Türk toplumu her geçen gün bu kaybolmuşluğun içine sürüklenirken,korku toplumu haline getirilmenin yanında, buna karşı koymanın cesaretini de görmek mümkün değil.Sokakta biraz canınız sıkılsa, yada başka sorunlar içinde kalsanız, bunu gören bir polis sizi yansıttığınız görüntü nedeniyle alıp sorgulama hakkına sahip olacak, böyle bir durumun demokraside adı var mı?.
Toplum sorgulama hakkını kullanarak meydanlarda konuşamayacak sesini bile çıkaramayacak, Türkiye'ye bu yakışan bir durum mu sormak isterim. Kısacası kitabımda olduğu gibi, ben artık bu ülkede bundan sonraki yaşanacakların adına
KAYBOLMUŞ HAYATLAR adını verdim.
Atatürk'ün akıl ve bilim mirasına keşke sahip çıkabilseydik, yaşananları sessizce seyretmek acı veriyor bana.
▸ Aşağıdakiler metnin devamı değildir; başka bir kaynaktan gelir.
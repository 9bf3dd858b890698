//! Read-only queries and shape-preserving transformations of selections.

use std::{borrow::Cow, cell::OnceCell, collections::HashSet, rc::Rc};

use hyperslab_common::{Result, error::Error, verify_arg, verify_rank};

use super::{Hyperslab, RegularBlocks, Selection, SelectionKind, extent_descriptor};
use crate::{
    block::Block,
    epoch::Epoch,
    regular::{RegularDescriptor, RegularState, UNLIMITED},
    span::SpanList,
};

/// Normalized view of a selection used for shape comparison.
enum Shape<'a> {
    Empty,
    Regular(Cow<'a, RegularDescriptor>),
    Tree(Rc<SpanList>),
}

impl Shape<'_> {
    fn into_tree(self) -> Option<Rc<SpanList>> {
        match self {
            Shape::Empty => None,
            Shape::Regular(desc) if desc.unlimited_dim().is_none() => {
                SpanList::from_regular(desc.opt())
            }
            Shape::Regular(_) => None,
            Shape::Tree(tree) => Some(tree),
        }
    }
}

impl Selection {
    /// Number of blocks: the product of the requested counts for regular
    /// selections, the number of depth-first boxes of the span tree otherwise.
    pub fn num_blocks(&self) -> u64 {
        match &self.kind {
            SelectionKind::None => 0,
            SelectionKind::All => u64::from(self.num_elements() > 0),
            SelectionKind::Hyperslab(h) => match (h.descriptor(), &h.spans) {
                (Some(desc), _) => desc.num_blocks(),
                (None, Some(tree)) => tree.num_blocks(Epoch::next()),
                (None, None) => 0,
            },
        }
    }

    /// Bounding box of the selected elements. The high bound of an unlimited
    /// dimension is [`UNLIMITED`].
    pub fn bounds(&self) -> Option<Block> {
        match &self.kind {
            SelectionKind::None => None,
            SelectionKind::All => extent_descriptor(&self.extent)
                .map(|desc| Block::new(desc.low_bounds().to_vec(), desc.high_bounds().to_vec())),
            SelectionKind::Hyperslab(h) => Some(Block::new(h.low_bounds(), h.high_bounds())),
        }
    }

    /// Coordinates of the first selected element in row-major order.
    pub fn first_coords(&self) -> Option<Vec<u64>> {
        match &self.kind {
            SelectionKind::None => None,
            SelectionKind::All => extent_descriptor(&self.extent).map(|_| vec![0; self.rank()]),
            SelectionKind::Hyperslab(h) => match (h.descriptor(), &h.spans) {
                (Some(desc), _) => Some(desc.opt().iter().map(|d| d.start).collect()),
                (None, Some(tree)) => Some(tree.first_coords()),
                (None, None) => None,
            },
        }
    }

    /// Linear (row-major) offset of the first selected element in the extent.
    pub fn offset(&self) -> Option<u64> {
        let coords = self.first_coords()?;
        let mut offset = 0u64;
        let mut stride = 1u64;
        for (c, size) in coords.iter().zip(&self.extent).rev() {
            offset = offset.saturating_add(c.saturating_mul(stride));
            stride = stride.saturating_mul(*size);
        }
        Some(offset)
    }

    /// Whether the selected elements form one contiguous range of the extent.
    ///
    /// Two shapes are recognized: one block spanning the full extent of every
    /// dimension but the slowest, or one block that is a single index in every
    /// dimension but the fastest.
    pub fn is_contiguous(&self) -> bool {
        let Some(runs) = self.single_block() else {
            return matches!(self.kind, SelectionKind::All);
        };
        let rank = runs.len();
        let large = runs
            .iter()
            .enumerate()
            .skip(1)
            .all(|(u, &(_, len))| len == self.extent[u]);
        let small = runs
            .iter()
            .take(rank.saturating_sub(1))
            .all(|&(_, len)| len == 1);
        large || small
    }

    /// Whether the selection is exactly one block.
    pub fn is_single(&self) -> bool {
        match &self.kind {
            SelectionKind::None => false,
            SelectionKind::All => true,
            SelectionKind::Hyperslab(_) => self.single_block().is_some(),
        }
    }

    /// `(start, length)` per dimension when a hyperslab is exactly one block.
    fn single_block(&self) -> Option<Vec<(u64, u64)>> {
        let h = self.hyperslab_ref()?;
        if h.unlimited_dim.is_some() {
            return None;
        }
        if let Some(desc) = h.descriptor() {
            return desc
                .opt()
                .iter()
                .map(|d| (d.count == 1).then_some((d.start, d.block)))
                .collect();
        }
        let mut runs = Vec::new();
        let mut level: &SpanList = h.spans.as_ref()?;
        loop {
            let [span] = level.spans() else {
                return None;
            };
            runs.push((span.low(), span.len()));
            match span.down() {
                Some(down) => level = down,
                None => return Some(runs),
            }
        }
    }

    fn shape(&self) -> Shape<'_> {
        match &self.kind {
            SelectionKind::None => Shape::Empty,
            SelectionKind::All => match extent_descriptor(&self.extent) {
                Some(desc) => Shape::Regular(Cow::Owned(desc)),
                None => Shape::Empty,
            },
            SelectionKind::Hyperslab(h) => match (h.regular_view(), &h.spans) {
                (Some(desc), _) => Shape::Regular(desc),
                (None, Some(tree)) => Shape::Tree(tree.clone()),
                (None, None) => Shape::Empty,
            },
        }
    }

    /// Whether two selections select the same pattern up to a translation.
    ///
    /// The selections may differ in rank: the extra slowest dimensions of the
    /// higher-rank selection must then select a single index.
    pub fn shape_same(&self, other: &Selection) -> bool {
        if self.num_elements() != other.num_elements() {
            return false;
        }
        match (self.shape(), other.shape()) {
            (Shape::Empty, Shape::Empty) => true,
            (Shape::Empty, _) | (_, Shape::Empty) => false,
            (Shape::Regular(a), Shape::Regular(b)) => regular_shape_same(&a, &b),
            (a, b) => match (a.into_tree(), b.into_tree()) {
                (Some(a), Some(b)) => tree_shape_same(&a, &b),
                _ => false,
            },
        }
    }

    /// The block list: the caller's regular blocks, or the depth-first boxes of
    /// the span tree. Starts at block `start_block` and returns at most
    /// `num_blocks` blocks.
    pub fn blocks(&self, start_block: u64, num_blocks: u64) -> Result<Vec<Block>> {
        let take = usize::try_from(num_blocks).unwrap_or(usize::MAX);
        let skip = usize::try_from(start_block).unwrap_or(usize::MAX);
        match &self.kind {
            SelectionKind::None => Ok(Vec::new()),
            SelectionKind::All => Ok(self.bounds().into_iter().skip(skip).take(take).collect()),
            SelectionKind::Hyperslab(h) => {
                if h.unlimited_dim.is_some() {
                    return Err(Error::invalid_operation(
                        "block list of a selection with an unlimited dimension",
                    ));
                }
                match (h.descriptor(), &h.spans) {
                    (Some(desc), _) => Ok(RegularBlocks::starting_at(desc.app(), start_block)
                        .take(take)
                        .collect()),
                    (None, Some(tree)) => Ok(tree.blocks().skip(skip).take(take).collect()),
                    (None, None) => Ok(Vec::new()),
                }
            }
        }
    }

    /// Every block of the selection. See [`Selection::blocks`].
    pub fn block_list(&self) -> Result<Vec<Block>> {
        self.blocks(0, u64::MAX)
    }

    /// Whether any selected element lies in the box `[start, end]`.
    pub fn intersects_block(&self, start: &[u64], end: &[u64]) -> Result<bool> {
        verify_rank!("start", start.len(), self.rank());
        verify_rank!("end", end.len(), self.rank());
        verify_arg!(end, start.iter().zip(end).all(|(s, e)| s <= e));
        Ok(match &self.kind {
            SelectionKind::None => false,
            SelectionKind::All => self.bounds().is_some_and(|b| b.intersects(start, end)),
            SelectionKind::Hyperslab(h) => match (h.descriptor(), &h.spans) {
                (Some(desc), _) => desc
                    .opt()
                    .iter()
                    .zip(start.iter().zip(end))
                    .all(|(dim, (&s, &e))| dim.intersects(s, e)),
                (None, Some(tree)) => tree.intersects_block(start, end),
                (None, None) => false,
            },
        })
    }

    /// Whether every selected element lies within the current extent.
    pub fn is_within_extent(&self) -> bool {
        match &self.kind {
            SelectionKind::None | SelectionKind::All => true,
            SelectionKind::Hyperslab(h) => {
                h.unlimited_dim.is_none()
                    && h.high_bounds()
                        .iter()
                        .zip(&self.extent)
                        .all(|(high, size)| high < size)
            }
        }
    }

    /// Shifts every selected element by `offset` (added per dimension).
    ///
    /// Fails without changing the selection when an element would leave the
    /// coordinate range. `None` and `All` selections are unaffected.
    pub fn adjust(&mut self, offset: &[i64]) -> Result<()> {
        verify_rank!("offset", offset.len(), self.rank());
        let SelectionKind::Hyperslab(h) = &self.kind else {
            return Ok(());
        };
        let (low, high) = (h.low_bounds(), h.high_bounds());
        for (i, &off) in offset.iter().enumerate() {
            let new_low = i128::from(low[i]) + i128::from(off);
            let new_high = i128::from(high[i]) + i128::from(off);
            let unlimited = h.unlimited_dim == Some(i);
            if new_low < 0 || (!unlimited && new_high >= i128::from(UNLIMITED)) {
                return Err(Error::invalid_arg(
                    "offset",
                    format!("offset {off} moves the selection out of range in dimension {i}"),
                ));
            }
        }

        let epoch = Epoch::next();
        let adjusted = Hyperslab {
            regular: match h.regular.get() {
                Some(RegularState::Valid(desc)) => {
                    OnceCell::from(RegularState::Valid(desc.shifted(offset)))
                }
                _ => h.regular.clone(),
            },
            spans: h.spans.as_ref().map(|tree| tree.adjusted(offset, epoch)),
            unlimited_dim: h.unlimited_dim,
            num_elements: h.num_elements,
        };
        self.kind = SelectionKind::Hyperslab(adjusted);
        Ok(())
    }

    /// Copy of the selection that shares no span list with `self`.
    pub fn deep_copy(&self) -> Selection {
        let kind = match &self.kind {
            SelectionKind::Hyperslab(h) => SelectionKind::Hyperslab(Hyperslab {
                spans: h.spans.as_ref().map(|tree| tree.deep_copy(Epoch::next())),
                ..h.clone()
            }),
            kind => kind.clone(),
        };
        Selection::from_kind(self.extent.clone(), kind)
    }

    /// Changes the extent while keeping the selected elements.
    pub fn set_extent(&mut self, extent: Vec<u64>) -> Result<()> {
        verify_rank!("extent", extent.len(), self.rank());
        self.extent = extent;
        Ok(())
    }
}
Ben kaybolmuş hayatların içinde artık demokrasinin, çağdaş değerlerin, Atatürk, insan hak ve özgürlüklerinin sesini var oluşunu
bundan sonra göremeyeceğim.
Kaybolmuş hayatların içinde artık otoriter bir siyasal anlayışın yerleştiğini görmek ne acı. Böyle bir sistem anlayışının içinde kalmak ve buradan doğru yola çıkabilmek zor, kendi geleceği adına bu yıkımın farkında bile olmayanlar, tarihi değerleri bile hiçe sayarak, kaybolmuşluğun adına nasıl bir hayatın adını verecekler bunu da bilmiyorlar aslında. Geleceğin Türkiye'sinde ne yazık ki artık çağdaş düşünce anlayışının yeri olmayacak. Atatürk ve laik düşüncenin yerini nasıl bir isim alacak bunu düşünmek bile ürkütüyor beni.
Osmanlı ruhu diyelim buna,ama işte asıl tehlikede burada başlıyor bana göre.Kaybolmuş hayatların adına burada başka bir adı vermek kolay olacak birileri adına,yaratılmak yapılmak istenen de bu aslında.Ama Türkiye buna hazır mı derseniz,elbette hazır değil.Ama yaşananlara baktığımızda nereye gittiğimizin ise hala farkında değiliz.İşin asıl vahim tarafı da bu,koca bir tarih neredeyse yok olmak üzere,korku toplumu olmanın verdiği ürperti,düşünceyi toplumla paylaşma noktasında insanın elini kolunu bağlıyor.